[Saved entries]

···

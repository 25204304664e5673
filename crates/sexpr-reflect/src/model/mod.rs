//! Value model for runtime introspection.
//!
//! This module contains the types every traversal is built on:
//! - Kinds and structural type descriptors
//! - Dynamic values with inspection and mutation operations
//! - The [`Reflect`] bridge from native Rust types

pub mod reflect;
pub mod types;
pub mod value;

pub use reflect::Reflect;
pub use types::{Field, FloatWidth, IntWidth, Kind, RecordType, Type};
pub use value::Value;
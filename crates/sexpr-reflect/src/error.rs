//! Error types for the value model, the canonical encoder and the decoder.

use thiserror::Error;

use crate::model::Kind;

/// Broad error classes for decoding failures.
#[derive(Debug, Clone, Copy, PartialEq, Eq)]
pub enum ErrorCode {
    /// E001: Malformed canonical text (tokens, delimiters, escapes)
    Syntax,
    /// E002: Well-formed text that does not fit the destination's shape
    Shape,
    /// E003: Input exceeding a configured limit
    Limit,
    /// E004: Caller contract violation (destination not settable)
    Contract,
}

impl ErrorCode {
    /// Returns the error code string (e.g., "E001").
    pub fn code(&self) -> &'static str {
        match self {
            ErrorCode::Syntax => "E001",
            ErrorCode::Shape => "E002",
            ErrorCode::Limit => "E003",
            ErrorCode::Contract => "E004",
        }
    }
}

/// Error raised by a value-model operation.
#[derive(Debug, Clone, PartialEq, Error)]
pub enum ModelError {
    #[error("{op} is not defined on {kind} values")]
    KindMismatch { op: &'static str, kind: Kind },

    #[error("nil dereference of {ty}")]
    NilDereference { ty: String },

    #[error("index {index} out of range (length: {len})")]
    IndexOutOfRange { index: usize, len: usize },

    #[error("record {record} has no field {field:?}")]
    FieldNotFound { record: String, field: String },

    #[error("record {record} has {expected} fields, got {found}")]
    FieldCount {
        record: String,
        expected: usize,
        found: usize,
    },

    #[error("type mismatch: cannot use {found} as {expected}")]
    TypeMismatch { expected: String, found: String },

    #[error("value {value} overflows {ty}")]
    Overflow { ty: String, value: String },

    #[error("assignment to entry in nil {ty}")]
    NilMapInsert { ty: String },

    #[error("{op} called on an invalid value")]
    InvalidValue { op: &'static str },
}

/// Error during canonical encoding.
#[derive(Debug, Clone, PartialEq, Error)]
pub enum EncodeError {
    #[error("unsupported type: {ty}")]
    UnsupportedType { ty: String },

    #[error("field {field:?} of {record} is not an identifier")]
    InvalidFieldName { record: String, field: String },

    #[error("field {field:?} appears more than once in {record}")]
    DuplicateFieldName { record: String, field: String },
}

/// Error during canonical decoding.
#[derive(Debug, Clone, PartialEq, Error)]
pub enum DecodeError {
    // === E001: Syntax ===
    #[error("[E001] invalid character {found:?} at offset {offset}")]
    InvalidCharacter { offset: usize, found: char },

    #[error("[E001] unterminated string starting at offset {offset}")]
    UnterminatedString { offset: usize },

    #[error("[E001] invalid escape sequence at offset {offset}")]
    InvalidEscape { offset: usize },

    #[error("[E001] unexpected {found} at offset {offset}, expected {expected}")]
    UnexpectedToken {
        offset: usize,
        found: String,
        expected: &'static str,
    },

    #[error("[E001] unterminated list: end of input at offset {offset}")]
    UnterminatedList { offset: usize },

    #[error("[E001] trailing input at offset {offset}")]
    TrailingInput { offset: usize },

    // === E002: Shape ===
    #[error("[E002] invalid integer {text:?} for {ty} at offset {offset}")]
    InvalidInteger {
        offset: usize,
        text: String,
        ty: String,
    },

    #[error("[E002] record {record} has no field {field:?} (offset {offset})")]
    FieldNotFound {
        offset: usize,
        record: String,
        field: String,
    },

    #[error("[E002] cannot decode {found} into {ty} at offset {offset}")]
    ShapeMismatch {
        offset: usize,
        found: &'static str,
        ty: String,
    },

    #[error("[E002] too many elements for array of length {len} at offset {offset}")]
    ArrayOverflow { offset: usize, len: usize },

    #[error("[E002] {0}")]
    Model(#[from] ModelError),

    // === E003: Limits ===
    #[error("[E003] input length {len} exceeds maximum {max}")]
    InputTooLarge { len: usize, max: usize },

    #[error("[E003] nesting depth exceeds maximum {max} at offset {offset}")]
    DepthExceeded { offset: usize, max: usize },

    // === E004: Contract ===
    #[error("[E004] destination {ty} is not settable (expected a non-nil pointer)")]
    NotSettable { ty: String },
}

impl DecodeError {
    /// Returns the error code for this error.
    pub fn code(&self) -> ErrorCode {
        match self {
            DecodeError::InvalidCharacter { .. }
            | DecodeError::UnterminatedString { .. }
            | DecodeError::InvalidEscape { .. }
            | DecodeError::UnexpectedToken { .. }
            | DecodeError::UnterminatedList { .. }
            | DecodeError::TrailingInput { .. } => ErrorCode::Syntax,
            DecodeError::InvalidInteger { .. }
            | DecodeError::FieldNotFound { .. }
            | DecodeError::ShapeMismatch { .. }
            | DecodeError::ArrayOverflow { .. }
            | DecodeError::Model(_) => ErrorCode::Shape,
            DecodeError::InputTooLarge { .. } | DecodeError::DepthExceeded { .. } => ErrorCode::Limit,
            DecodeError::NotSettable { .. } => ErrorCode::Contract,
        }
    }

    /// Returns true if the caller, not the input text, is at fault.
    pub fn is_contract_violation(&self) -> bool {
        self.code() == ErrorCode::Contract
    }
}
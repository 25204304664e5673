//! Limits applied when decoding untrusted canonical text.

/// Maximum list nesting depth accepted by the decoder.
pub const MAX_DEPTH: usize = 128;

/// Maximum canonical text length accepted by the decoder (16 MiB).
pub const MAX_INPUT_LEN: usize = 16 * 1024 * 1024;
//! Key and channel layout of the operational store.

use crate::models::OrderSide;
use crate::store::EntityKind;

/// Order hash.
pub fn order(order_id: i64) -> String {
    format!("order:{}", order_id)
}

/// Per-user order index (sorted set scored by creation time).
pub fn user_orders(user_id: i64) -> String {
    format!("user_orders:{}", user_id)
}

/// Active-book index per symbol and side (sorted set; score = price).
pub fn active_orders(symbol: &str, side: OrderSide) -> String {
    format!("orders:active:{}:{}", symbol, side)
}

/// Asset hash. The brace tag keeps the row colocated when the backend is
/// sharded.
pub fn asset(user_id: i64, currency: &str) -> String {
    format!("asset:{{{}}}:{}:{}", currency, user_id, currency)
}

/// Trade hash.
pub fn trade(trade_id: i64) -> String {
    format!("trade:{}", trade_id)
}

pub const ORDER_ID_COUNTER: &str = "global:order_id";
pub const TRADE_ID_COUNTER: &str = "global:trade_id";

/// Change queue per entity kind.
pub fn sync_queue(kind: EntityKind) -> String {
    format!("sync_queue:{}", kind)
}

/// Drain backup queue per entity kind.
pub fn sync_queue_processing(kind: EntityKind) -> String {
    format!("sync_queue:{}:processing", kind)
}

/// Seed marker per entity kind.
pub fn seed_marker(kind: EntityKind) -> String {
    format!("seed:{}:done", kind)
}

// ==================== Broadcast groups / channels ====================

pub fn group_orderbook(symbol: &str) -> String {
    format!("orderbook:{}", symbol)
}

pub fn group_trades(symbol: &str) -> String {
    format!("trades:{}", symbol)
}

pub fn group_ticker(symbol: &str) -> String {
    format!("ticker:{}", symbol)
}

pub fn group_kline(symbol: &str, interval: &str) -> String {
    format!("kline:{}:{}", symbol, interval)
}

pub fn group_user(user_id: i64) -> String {
    format!("user:{}", user_id)
}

···

Each line in the entries above that includes the string "InputTooLarge" should be extracted.

    InputTooLarge { len: usize, max: usize },
            DecodeError::InputTooLarge { .. } | DecodeError::DepthExceeded { .. } => ErrorCode::Limit,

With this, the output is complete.